Trump’s Vacation, Whale Cliques – Monologue

Trump’s Vacation, Whale Cliques – Monologue


-Let’s get to the news. President Trump said today
that he will not sign a short-term spending bill
if it doesn’t include $5 billion to fund his border wall. Hey, just tell him
it’s in there. [ Laughter ] I mean, it’s not like he’s
actually gonna read it. He’s only ever
really looked at something before signing it once. [ Laughter ] President Trump tweeted today, “The Democrats who know
steel slats wall are necessary for border security are putting
politics over country.” Okay, first it was gonna be
a 30-foot concrete wall. Now we’re down to steel slats. Before you know it,
he’s gonna tweet, “We must have
the rocks and tumbleweeds for border security.” [ Laughter ] Well, you guys tonight
is our last show. Of the year! Of the year! Wally, you got to be
faster with those cards. [ Laughter ] [ Cheers and applause ] Just sign an executive order
for all I know. [ Laughter ] President Trump
will travel tomorrow to his Mar-a-Lago resort
in Florida to begin his 16-day vacation, where he will spend
the holiday season in the company of loved one. [ Laughter ] “You had a great year.
You had a great year.” That’s right. Trump will travel to
his Mar-a-Lago resort tomorrow, or as it’s more commonly known,
the winter Kremlin. [ Laughter ] “The New York Times”
has published a profile on Duke freshman and NBA prospect
Zion Williamson, who has the school’s highest
measured vertical leap of 45 inches, while the lowest measured
vertical leap is still held by New Jersey governor Phil Murphy. [ Laughter ] [ Cheers and applause ] That wasn’t really a joke
about basketball again. [ Laughter ] President Trump used the wrong
form of the word “there” this morning when tweeting about
his recent decision to pull U.S. troops
out of Syria, which means it’s definitely
possible he meant to pull our troops out of Serbia. [ Laughter ] Three NASA astronauts
returned to Earth today after more than six months aboard the
International Space Station. Said the astronauts,
“He’s still in office?” [ Laughter ] Pope Francis said this week that
Christmas is not about presents and is about listening to
the silent voice of God. Said his secret Santa, “What the
hell, man? I got you an iPad!” [ Laughter ] Researchers are comparing
short-finned pilot whales living off the coast of Hawaii
to high school cliques, after a study showed the whales purposely chose not to associate
with certain other whales. But don’t worry, whales. If you’re not part of
the cool clique, just work really hard,
get hired for “SNL,” work there a long time, then host your own
late-night show, then go back
to your high school reunion and see who’s laughing now,
Chad! [ Cheers and applause ] [ Laughter ] I went to
an all-whale high school.

100 thoughts on “Trump’s Vacation, Whale Cliques – Monologue

  1. Don't worry Donald those steel slats are coming very soon. You will just love your 4 walls all around you giving you the time out you so desperately deserve.

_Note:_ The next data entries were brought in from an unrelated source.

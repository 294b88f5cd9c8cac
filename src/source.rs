//! 可随机访问的字节源
//!
//! `SeekableSource` 在 `Read + Seek` 之上补充：
//! - 源标识（文件路径等）
//! - 总长度查询
//! - EOF 判断
//! - 关闭
//!
//! 解密流本身也实现该 trait，因此可以像普通字节源一样继续组合。

use std::fs::File;
use std::io::{self, Cursor, Read, Seek, SeekFrom};
use std::path::{Path, PathBuf};

pub trait SeekableSource: Read + Seek {
    /// 源标识，仅用于日志与错误信息。
    fn source(&self) -> String;

    /// 总字节数。默认实现会 seek 到末尾再恢复原位置。
    fn length(&mut self) -> io::Result<u64> {
        let position = self.stream_position()?;
        let end = self.seek(SeekFrom::End(0))?;
        if position != end {
            self.seek(SeekFrom::Start(position))?;
        }
        Ok(end)
    }

    fn eof(&mut self) -> io::Result<bool> {
        let position = self.stream_position()?;
        Ok(position >= self.length()?)
    }

    fn close(self) -> io::Result<()>
    where
        Self: Sized,
    {
        Ok(())
    }
}

/// 带路径的只读文件源。
#[derive(Debug)]
pub struct SeekableFile {
    file: File,
    path: PathBuf,
}

impl SeekableFile {
    pub fn open(path: impl AsRef<Path>) -> io::Result<Self> {
        let path = path.as_ref().to_path_buf();
        let file = File::open(&path)?;
        Ok(Self { file, path })
    }

    pub fn path(&self) -> &Path {
        &self.path
    }
}

impl Read for SeekableFile {
    fn read(&mut self, buf: &mut [u8]) -> io::Result<usize> {
        self.file.read(buf)
    }
}

impl Seek for SeekableFile {
    fn seek(&mut self, pos: SeekFrom) -> io::Result<u64> {
        self.file.seek(pos)
    }
}

impl SeekableSource for SeekableFile {
    fn source(&self) -> String {
        self.path.display().to_string()
    }

    fn length(&mut self) -> io::Result<u64> {
        Ok(self.file.metadata()?.len())
    }
}

impl<T: AsRef<[u8]>> SeekableSource for Cursor<T> {
    fn source(&self) -> String {
        "<memory>".to_string()
    }

    fn length(&mut self) -> io::Result<u64> {
        Ok(self.get_ref().as_ref().len() as u64)
    }
}

impl<T: SeekableSource + ?Sized> SeekableSource for Box<T> {
    fn source(&self) -> String {
        (**self).source()
    }

    fn length(&mut self) -> io::Result<u64> {
        (**self).length()
    }

    fn eof(&mut self) -> io::Result<bool> {
        (**self).eof()
    }
}

impl<T: SeekableSource + ?Sized> SeekableSource for &mut T {
    fn source(&self) -> String {
        (**self).source()
    }

    fn length(&mut self) -> io::Result<u64> {
        (**self).length()
    }

    fn eof(&mut self) -> io::Result<bool> {
        (**self).eof()
    }
}

/// 尽量读满 `buf`，仅在 EOF 时返回更少的字节数。
pub(crate) fn read_full<R: Read + ?Sized>(reader: &mut R, buf: &mut [u8]) -> io::Result<usize> {
    let mut filled = 0;
    while filled < buf.len() {
        match reader.read(&mut buf[filled..]) {
            Ok(0) => break,
            Ok(n) => filled += n,
            Err(e) if e.kind() == io::ErrorKind::Interrupted => continue,
            Err(e) => return Err(e),
        }
    }
    Ok(filled)
}
//! 可随机访问的 CTR 解密流。
//!
//! 文件由明文 Header、RSA 包裹的对称密钥、nonce 和 AES-CTR 密文组成，
//! `SeekableCipherStream` 在其上提供任意区间的 seek / read。

mod decrypt;
mod encrypt;

pub mod algorithm;
pub mod algorithms;
pub mod crypto;
pub mod error;
pub mod format;
pub mod fs;
pub mod source;

pub use algorithm::CipherMode;
pub use algorithms::aes_ctr::{AesCtrKey, BLOCK_SIZE, KeySize};
pub use crypto::{KeyUnwrap, KeyWrap, RsaOaepUnwrapper, RsaOaepWrapper};
pub use decrypt::{decrypt_range, open_file, read_range};
pub use encrypt::{DEFAULT_CHUNK_SIZE, EncryptOptions, encrypt_stream, encrypt_with_material};
pub use error::SeekCryptError;
pub use format::header::Header;
pub use format::stream::SeekableCipherStream;
pub use source::{SeekableFile, SeekableSource};

use std::path::Path;

pub fn encrypt<K: KeyWrap + ?Sized>(
    input: &Path,
    output: &Path,
    wrapper: &K,
    options: &EncryptOptions,
) -> std::io::Result<u64> {
    encrypt::encrypt_file(input, output, wrapper, options)
}

pub fn decrypt<K: KeyUnwrap + ?Sized>(
    input: &Path,
    output: &Path,
    unwrapper: &K,
) -> std::io::Result<u64> {
    decrypt::decrypt_file(input, output, unwrapper)
}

  2. The optics of Trump playing golf at his luxury resort , while his SS goes without pay will be a photo Op nightmare for Trump .

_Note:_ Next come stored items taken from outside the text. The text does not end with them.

mod common;

use std::io::{self, Cursor};

use seekcrypt::{KeyUnwrap, SeekCryptError, SeekableCipherStream};
use zeroize::Zeroizing;

use common::{MaskWrap, encrypt, owner, plaintext};

fn open_err(bytes: Vec<u8>, unwrapper: &dyn KeyUnwrap) -> SeekCryptError {
    match SeekableCipherStream::open(Cursor::new(bytes), unwrapper) {
        Ok(_) => panic!("expected construction to fail"),
        Err(e) => e,
    }
}

/// 在合法文件的基础上替换 Header 文本行
fn with_header_line(line: &str) -> Vec<u8> {
    let bytes = encrypt(&plaintext(32));
    let newline = bytes.iter().position(|&b| b == b'\n').unwrap();

    let mut out = line.as_bytes().to_vec();
    out.push(b'\n');
    out.extend_from_slice(&bytes[newline + 1..]);
    out
}

#[test]
fn non_numeric_header_field_is_a_format_error() {
    let err = open_err(with_header_line("7|thirty-seven|8|b'CTR'"), &owner());
    assert!(matches!(err, SeekCryptError::HeaderFormat(_)), "{err}");
}

#[test]
fn missing_header_line_is_a_format_error() {
    let err = open_err(Vec::new(), &owner());
    assert!(matches!(err, SeekCryptError::HeaderFormat(_)), "{err}");

    let err = open_err(b"no newline here".to_vec(), &owner());
    assert!(matches!(err, SeekCryptError::HeaderFormat(_)), "{err}");
}

#[test]
fn wrong_private_key_fails_to_unwrap() {
    let err = open_err(encrypt(&plaintext(32)), &MaskWrap { mask: 0x01 });
    assert!(matches!(err, SeekCryptError::KeyUnwrap(_)), "{err}");
}

#[test]
fn non_ctr_mode_is_rejected() {
    let err = open_err(with_header_line("7|37|8|b'CBC'"), &owner());
    assert!(matches!(err, SeekCryptError::UnsupportedMode(ref m) if m == "CBC"), "{err}");
}

#[test]
fn lowercase_ctr_tag_is_accepted() {
    let bytes = with_header_line("7|37|8|'ctr'");
    assert!(SeekableCipherStream::open(Cursor::new(bytes), &owner()).is_ok());
}

#[test]
fn declared_sizes_beyond_source_are_truncated_header() {
    let mut bytes = b"0|37|8|b'CTR'\n".to_vec();
    bytes.extend_from_slice(&[0u8; 40]);

    let err = open_err(bytes, &owner());
    assert!(
        matches!(
            err,
            SeekCryptError::TruncatedHeader {
                field: "nonce",
                expected: 8,
                actual: 3,
            }
        ),
        "{err}"
    );
}

#[test]
fn unusable_symmetric_key_length_fails_to_unwrap() {
    struct ShortKey;

    impl KeyUnwrap for ShortKey {
        fn unwrap_key(&self, _wrapped: &[u8]) -> Result<Zeroizing<Vec<u8>>, SeekCryptError> {
            Ok(Zeroizing::new(vec![0u8; 20]))
        }
    }

    let err = open_err(encrypt(&plaintext(32)), &ShortKey);
    assert!(matches!(err, SeekCryptError::KeyUnwrap(_)), "{err}");
}

#[test]
fn errors_convert_to_io_errors() {
    let err: io::Error = SeekCryptError::UnsupportedMode("GCM".to_string()).into();
    assert_eq!(err.kind(), io::ErrorKind::InvalidData);

    let inner = io::Error::new(io::ErrorKind::PermissionDenied, "denied");
    let err: io::Error = SeekCryptError::from(inner).into();
    assert_eq!(err.kind(), io::ErrorKind::PermissionDenied);
}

  3. So funny Seth, Trump is a pouty disgusting baby who I will never call President. Don't pay anyone in Congress or the Senate including Trump's daughter and son-in-law during pouty Trump shutting down the government what an ahole.

  4. Not much of a recommendation for your highschool if you can't pronounce "clique" properly, Seth. Not, of course, that any of the mouth-breathing subnormals reading YouTube comments know either, which renders this comment completely pointless.

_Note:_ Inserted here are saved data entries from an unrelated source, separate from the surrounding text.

//! 加密流程实现（写出方）
//!
//! 本模块负责生成可被 `SeekableCipherStream` 读取的文件。
//!
//! 加密流程（严格顺序）：
//! 1. 生成随机对称密钥与 nonce
//! 2. 用公钥包裹对称密钥
//! 3. 写入 Header 文本行、包裹密钥、nonce
//! 4. 从逻辑块 0 开始用 AES-CTR 流式加密数据
//!
//! 注意：
//! - 密文不带认证标签，完整性需由外部保证
//! - 同一密钥下 nonce 绝不能复用

use std::fs::File;
use std::io::{BufReader, Read, Write};
use std::path::Path;

use rand::{RngCore, rngs::OsRng};
use tracing::debug;
use zeroize::Zeroizing;

use crate::algorithm::CipherMode;
use crate::algorithms::aes_ctr::{self, AesCtrKey, CtrSession, KeySize};
use crate::crypto::KeyWrap;
use crate::error::SeekCryptError;
use crate::format::header::{DEFAULT_KEY_ID, DEFAULT_NONCE_SIZE, Header, MAX_WRAPPED_KEY_SIZE};
use crate::fs::atomic::write_atomic;
use crate::source::read_full;

/// 每次加密处理的明文大小：64 KiB
pub const DEFAULT_CHUNK_SIZE: usize = 64 * 1024;

#[derive(Debug, Clone)]
pub struct EncryptOptions {
    pub key_id: i32,
    pub key_size: KeySize,
    pub nonce_size: usize,
}

impl Default for EncryptOptions {
    fn default() -> Self {
        Self {
            key_id: DEFAULT_KEY_ID,
            key_size: KeySize::Aes256,
            nonce_size: DEFAULT_NONCE_SIZE,
        }
    }
}

/// 生成随机密钥与 nonce 并加密整个输入流，返回明文字节数。
pub fn encrypt_stream<R, W, K>(
    reader: R,
    writer: W,
    wrapper: &K,
    options: &EncryptOptions,
) -> Result<u64, SeekCryptError>
where
    R: Read,
    W: Write,
    K: KeyWrap + ?Sized,
{
    let mut key_bytes = Zeroizing::new(vec![0u8; options.key_size.len()]);
    OsRng.fill_bytes(&mut key_bytes);

    let mut nonce = vec![0u8; options.nonce_size];
    OsRng.fill_bytes(&mut nonce);

    let wrapped_key = wrapper.wrap_key(&key_bytes)?;
    let key = AesCtrKey::new(key_bytes)?;

    encrypt_with_material(reader, writer, options.key_id, &wrapped_key, &nonce, &key)
}

/// 使用给定的密钥材料加密，结果完全确定。
pub fn encrypt_with_material<R: Read, W: Write>(
    mut reader: R,
    mut writer: W,
    key_id: i32,
    wrapped_key: &[u8],
    nonce: &[u8],
    key: &AesCtrKey,
) -> Result<u64, SeekCryptError> {
    if wrapped_key.len() > MAX_WRAPPED_KEY_SIZE {
        return Err(SeekCryptError::KeyWrap(format!(
            "wrapped key of {} bytes exceeds {MAX_WRAPPED_KEY_SIZE}",
            wrapped_key.len()
        )));
    }

    let initial = aes_ctr::initial_counter(nonce)?;

    // ---------- 写入 Header ----------
    let header = Header::new(key_id, wrapped_key.len(), nonce.len(), CipherMode::Ctr);
    header.write(&mut writer)?;
    writer.write_all(wrapped_key)?;
    writer.write_all(nonce)?;

    // ---------- CTR 加密 ----------
    let mut session = CtrSession::new(key, &initial, 0)?;
    let mut buffer = Zeroizing::new(vec![0u8; DEFAULT_CHUNK_SIZE]);
    let mut total = 0u64;

    loop {
        let n = read_full(&mut reader, &mut buffer)?;
        if n == 0 {
            break;
        }

        session.apply_keystream(&mut buffer[..n]);
        writer.write_all(&buffer[..n])?;
        total += n as u64;
    }

    writer.flush()?;

    debug!(
        key_id,
        data_start = header.data_start_offset(),
        plaintext_len = total,
        "encrypted stream"
    );

    Ok(total)
}

/// 加密文件，输出以原子方式写入。
pub fn encrypt_file<K: KeyWrap + ?Sized>(
    input_path: &Path,
    output_path: &Path,
    wrapper: &K,
    options: &EncryptOptions,
) -> std::io::Result<u64> {
    let reader = BufReader::new(File::open(input_path)?);

    write_atomic(output_path, |writer| {
        Ok(encrypt_stream(reader, writer, wrapper, options)?)
    })
}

  5. Why 5 billion dollars for a wall? Is concrete that expensive or is he trying to foot the bill to the American people for his failed business schemes?

  6. BAh humbug! Trump doesn't want anyone in America to celebrate until after the steel poles with spikes on top are installed. Merry Christmas to all unless you are brown and seeking a better life in the land of the free and the home of the brave. But if you are brown,
    then we will put you in a wire jail and hold you here, while we cage your children and try not to kill them. We want you to know that this is Jesus's birthday month where we have decided to not accept you and your family cuz it wouldn't be right to share the miracle of the Lord's birth with you for political reasons that we don't speech aloud, cuz that might not look right. Comeback and try when we get a better, kinder president.

  7. Maybe Airforce One should be grounded in Washington for the holidays. Let Mr Trump roam the halls of bloody trees for the holiday. Merry Christmas asshole.

  8. Just write in “and funding for a border wall around the US Mexico border” then spend 20$ at Michaels , buy a map, some pop sickle sticks and glue. Then hand him a fully crafted artisanal border wall made of slats of popsicle sticks and call it done!!

  9. Merry Christmas, Seth Meyers, and Marry Christmas to all of you! Tis the season to be jolly. So stop ragging on President Trump!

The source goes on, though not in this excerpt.